Listen to the soundtracks to “Mary Poppins” and “Chitty Chitty Bang Bang” and you’ll notice something interesting. Although both soundtracks contain music written by the Sherman Brothers and Dick Van Dyke appeared in both movies, “Mary Poppins” is the far superior movie. Part of this difference is how the main characters change in “Mary Poppins.”
The heroes in “Mary Poppins” are the two children, Jane and Michael Banks. In the beginning, they’re unhappy and longing for love from their father who works as a banker. The father believes he must be strict to raise his children without any fun. By the end of the story, the father has realized life is more joyous when he’s caring for his children and his children are happier when their father finally flies a kite with them. Mary Poppins and her friend Bert simply help the family change and realize the joy of life.
Compare this to “Chitty Chitty Bang Bang” where the father loves his two children but they need a wife/mother. By the end of the story, the father has found a new woman who can be both his wife and the mother to his children. Physically, life has gotten better but emotionally, nobody has changed. They’re still the sweet, loving family they always were.
Even worse, if you listen to the entire “Mary Poppins” soundtrack, you’ll notice that all the songs tell the story and documents the gradual change of the characters from beginning to end. In comparison, the “Chitty Chitty Bang Bang” soundtrack contains songs that don’t reflect any change of the main characters because the characters do not change. So regardless of the catchy tune of any of its songs, “Chitty Chitty Bang Bang” comes across as a far less engaging story without any emotional change from any major characters.

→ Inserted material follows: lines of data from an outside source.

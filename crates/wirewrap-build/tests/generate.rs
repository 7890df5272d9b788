//! Generation-output tests over a small e-commerce fixture set: a root
//! widget model, a gift card extending it, and a product with a nested
//! category field.

use std::fs;
use wirewrap_build::{GenerateError, emit_wrapper, generate};
use wirewrap_schema::{
    node::{Def, Field, FieldList, ModelClass, WireDirective},
    types::Cardinality,
};

fn widget() -> ModelClass {
    ModelClass {
        def: Def::new("WidgetImpl", "catalog"),
        extends: None,
        interfaces: vec!["Widget".into()],
        directive: Some(WireDirective::default()),
        fields: FieldList::from(vec![
            Field::element("name", "Text"),
            Field::element("retail_price", "Money"),
            Field::element_with("discount_code", "Text", Cardinality::Opt),
            Field::new("version", "Int64"),
        ]),
    }
}

fn gift_card() -> ModelClass {
    ModelClass {
        def: Def::new("GiftCardImpl", "catalog"),
        extends: Some("WidgetImpl".into()),
        interfaces: vec!["GiftCard".into()],
        directive: Some(WireDirective {
            interface: None,
            suppressed: vec!["discount_code".into()],
        }),
        fields: FieldList::from(vec![
            Field::element("balance", "Money"),
            Field::element_with("recipient", "Text", Cardinality::Opt),
        ]),
    }
}

fn product() -> ModelClass {
    ModelClass {
        def: Def::new("ProductImpl", "catalog::product"),
        extends: None,
        interfaces: vec!["Product".into()],
        directive: Some(WireDirective::default()),
        fields: FieldList::from(vec![
            Field::element("name", "Text"),
            Field::element("weight", "Decimal"),
            Field::element_with("category", "CategoryImpl", Cardinality::Opt),
        ]),
    }
}

#[test]
fn root_model_gets_base_wrapper_and_lowercase_root_element() {
    let source = generate(&widget()).unwrap();

    assert!(source.contains("pub struct WidgetWrapper {"));
    assert!(source.contains(r#"rename = "widget""#));
    assert!(source.contains("pub base: ::wirewrap::BaseWrapper,"));
    assert!(!source.contains("pub parent:"));
}

#[test]
fn generated_unit_implements_both_capabilities_over_the_interface() {
    let source = generate(&widget()).unwrap();

    assert!(source.contains("impl ::wirewrap::ApiWrapper<dyn Widget> for WidgetWrapper {"));
    assert!(source.contains("impl ::wirewrap::ApiUnwrapper<dyn Widget> for WidgetWrapper {"));
    assert!(source.contains("impl ::wirewrap::WrapperBase for WidgetWrapper {"));
}

#[test]
fn subclass_extends_the_conventional_superclass_wrapper() {
    let source = generate(&gift_card()).unwrap();

    assert!(source.contains("pub struct GiftCardWrapper {"));
    assert!(source.contains("pub parent: WidgetWrapper,"));
    assert!(source.contains(r#"rename = "giftcard""#));
}

#[test]
fn wrap_records_type_then_delegates_then_clears_then_copies() {
    let source = generate(&gift_card()).unwrap();

    let record = source.find("record_implementation").unwrap();
    let delegate = source
        .find("::wirewrap::ApiWrapper::wrap(&mut self.parent, model, request)?;")
        .unwrap();
    let clear = source.find("self.parent.discount_code = None;").unwrap();
    let own_copy = source.find("self.balance = Some(model.balance());").unwrap();

    assert!(record < delegate, "implementation type is recorded first");
    assert!(delegate < clear, "suppression clears after delegation");
    assert!(clear < own_copy, "own fields copy last");
}

#[test]
fn unwrap_delegates_to_the_parent_chain_before_own_writes() {
    let source = generate(&gift_card()).unwrap();

    let delegate = source
        .find("self.parent.unwrap_onto(model, request, registry)?;")
        .unwrap();
    let own_write = source.find("model.set_balance(*value);").unwrap();
    assert!(delegate < own_write);
}

#[test]
fn base_level_unwrap_instantiates_from_the_recorded_type() {
    let source = generate(&widget()).unwrap();

    assert!(
        source.contains("let implementation = ::wirewrap::WrapperBase::base(self).implementation()?;")
    );
    assert!(source.contains("registry.instantiate::<dyn Widget>(implementation)?;"));
}

#[test]
fn decimal_fields_copy_directly_while_model_fields_nest() {
    let source = generate(&product()).unwrap();

    // arbitrary-precision decimal: direct copy, no wrapper reference
    assert!(source.contains("pub weight: Option<::wirewrap::types::Decimal>,"));
    assert!(source.contains("self.weight = Some(model.weight());"));

    // nested model type: boxed into its own conventional wrapper
    assert!(source.contains("pub category: Option<CategoryWrapper>,"));
    assert!(source.contains("let mut wrapper = CategoryWrapper::default();"));
    assert!(source.contains("::wirewrap::ApiWrapper::wrap(&mut wrapper, inner, request)?;"));
}

#[test]
fn unmarked_fields_never_reach_the_unit() {
    let source = generate(&widget()).unwrap();
    assert!(!source.contains("version"));
}

#[test]
fn interface_override_beats_the_prefix_convention() {
    let mut model = widget();
    model.directive = Some(WireDirective::for_interface("Sellable"));

    let source = generate(&model).unwrap();
    assert!(source.contains("impl ::wirewrap::ApiWrapper<dyn Sellable> for WidgetWrapper {"));
}

#[test]
fn generation_is_idempotent() {
    assert_eq!(generate(&gift_card()).unwrap(), generate(&gift_card()).unwrap());
    assert_eq!(generate(&product()).unwrap(), generate(&product()).unwrap());
}

#[test]
fn generated_source_re_parses() {
    for model in [widget(), gift_card(), product()] {
        let source = generate(&model).unwrap();
        syn::parse_file(&source).expect("generated unit must be valid Rust");
    }
}

#[test]
fn missing_directive_is_fatal_and_produces_no_output() {
    let mut model = widget();
    model.directive = None;

    let out_root = tempfile::tempdir().unwrap();
    let err = emit_wrapper(&model, out_root.path()).unwrap_err();

    assert!(matches!(err, GenerateError::MissingDirective { .. }));
    assert!(
        fs::read_dir(out_root.path()).unwrap().next().is_none(),
        "output root must stay untouched"
    );
}

#[test]
fn collection_fields_fail_generation() {
    let mut model = widget();
    model
        .fields
        .push(Field::element_with("images", "MediaImpl", Cardinality::Many));

    let err = generate(&model).unwrap_err();
    assert!(matches!(
        err,
        GenerateError::UnsupportedCollection { field, .. } if field == "images"
    ));
}

#[test]
fn emitted_unit_lands_under_the_module_path() {
    let out_root = tempfile::tempdir().unwrap();
    let written = emit_wrapper(&product(), out_root.path()).unwrap();

    assert_eq!(
        written,
        out_root.path().join("catalog/product/product_wrapper.rs")
    );

    let on_disk = fs::read_to_string(&written).unwrap();
    assert_eq!(on_disk, generate(&product()).unwrap());
    assert!(on_disk.starts_with("// @generated by wirewrap"));
}

#[test]
fn sibling_models_emit_to_disjoint_paths() {
    let out_root = tempfile::tempdir().unwrap();

    let widget_path = emit_wrapper(&widget(), out_root.path()).unwrap();
    let gift_card_path = emit_wrapper(&gift_card(), out_root.path()).unwrap();

    assert_ne!(widget_path, gift_card_path);
    assert!(widget_path.ends_with("catalog/widget_wrapper.rs"));
    assert!(gift_card_path.ends_with("catalog/gift_card_wrapper.rs"));
}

Compare the musical “Grease” to its inferior sequel, “Grease 2.” The songs of “Grease” reflect the characters’ emotional state at the moment and together, the soundtrack documents the gradual change of the main characters and the challenges they face. On the other hand, the songs of “Grease 2” aren’t catchy and don’t track the emotional change of the characters. Instead, the songs focus on silliness such as songs about reproduction in biology class. The songs of “Grease 2” aren’t worth listening to but even worse, they don’t reflect any emotional state of the main characters, just like far too many of the songs in “Chitty Chitty Bang Bang.”

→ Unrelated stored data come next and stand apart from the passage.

use derive_more::{Add, AddAssign, Display, FromStr, Sub, SubAssign, Sum};
use serde::{Deserialize, Serialize};

pub use rust_decimal::Decimal;

/// Calendar date wire value.
pub type Date = time::Date;

/// Instant wire value.
pub type Timestamp = time::OffsetDateTime;

/// Text wire value.
pub type Text = String;

///
/// Money
///
/// Monetary wire value over an exact decimal amount. Currency handling is
/// the host's concern; wrappers only copy the amount through.
///

#[repr(transparent)]
#[derive(
    Add,
    AddAssign,
    Clone,
    Copy,
    Debug,
    Default,
    Deserialize,
    Display,
    Eq,
    FromStr,
    Hash,
    Ord,
    PartialEq,
    PartialOrd,
    Serialize,
    Sub,
    SubAssign,
    Sum,
)]
pub struct Money(Decimal);

impl Money {
    pub const ZERO: Self = Self(Decimal::ZERO);

    #[must_use]
    pub const fn new(amount: Decimal) -> Self {
        Self(amount)
    }

    /// Amount in minor units at two decimal places (cents).
    #[must_use]
    pub fn from_minor(minor: i64) -> Self {
        Self(Decimal::new(minor, 2))
    }

    #[must_use]
    pub const fn amount(self) -> Decimal {
        self.0
    }

    #[must_use]
    pub fn is_negative(self) -> bool {
        self.0.is_sign_negative() && !self.0.is_zero()
    }
}

impl From<Decimal> for Money {
    fn from(amount: Decimal) -> Self {
        Self(amount)
    }
}

///
/// TESTS
///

In “Chitty Chitty Bang Bang,” there’s a song about a king and queen loving each other (although in the movie, the king keeps unsuccessfully trying to kill the queen while singing about his love to her). While interesting, this song has nothing to do with the main characters.
Now look at the songs in “Mary Poppins”:
- Sister Suffragette – Highlights the main goal of the banker’s wife
- The Life I Lead – Highlights the clueless nature of the banker who doesn’t even realize his children are missing
- The Perfect Nanny – Highlights how the children want a nanny who will be fun and caring
- A Spoonful of Sugar – Highlights Mary Poppins’ magic in teaching the children how to perform unpleasant tasks quickly and still enjoy it
- Pavement Artist – Introduces Bert and his philosophy about life that reflects the story’s theme
- Jolly Holiday – Highlights Mary Poppins and Bert further teaching the children about the magic of life
- Supercalifragilisticexpialidocious – Further highlights the joy of life
- Stay Awake – Highlights Mary Poppins caring for the children as they absorb the day’s odd events
- I Love To Laugh – Highlights more odd experiences and the joy of life
- Feed the Birds – Highlights caring which reflects the story’s theme
- A British Bank – Re-emphasizes the banker’s cluelessness about children and what’s important in life
- Fidelity Fiduciary Bank – Further emphasizes the bankers’ cluelessness about what’s important in life
- Chim Chim Cheree – Highlights the joy of work and exploring life
- Step in Time – Further emphasizes the joy of life
- A Man Has Dreams – Shows the banker finally realizing the futility of his original dream to focus solely on his career
- Let’s Go Fly a Kite – Shows the banker’s change and how his family is much happier as a result
Just by listening to the songs of “Mary Poppins” in order, you can follow the story and emotional change of the heroes. Great musicals do this such as “The Sound of Music” or “My Fair Lady.” Poor musicals fail to have the songs emphasize the story and theme such as “Chitty Chitty Bang Bang” or “Grease 2.”
Listen to soundtracks of musicals and you should be able to track the emotional state of the story. If not, then the musical likely has missed the point of having songs in the first place.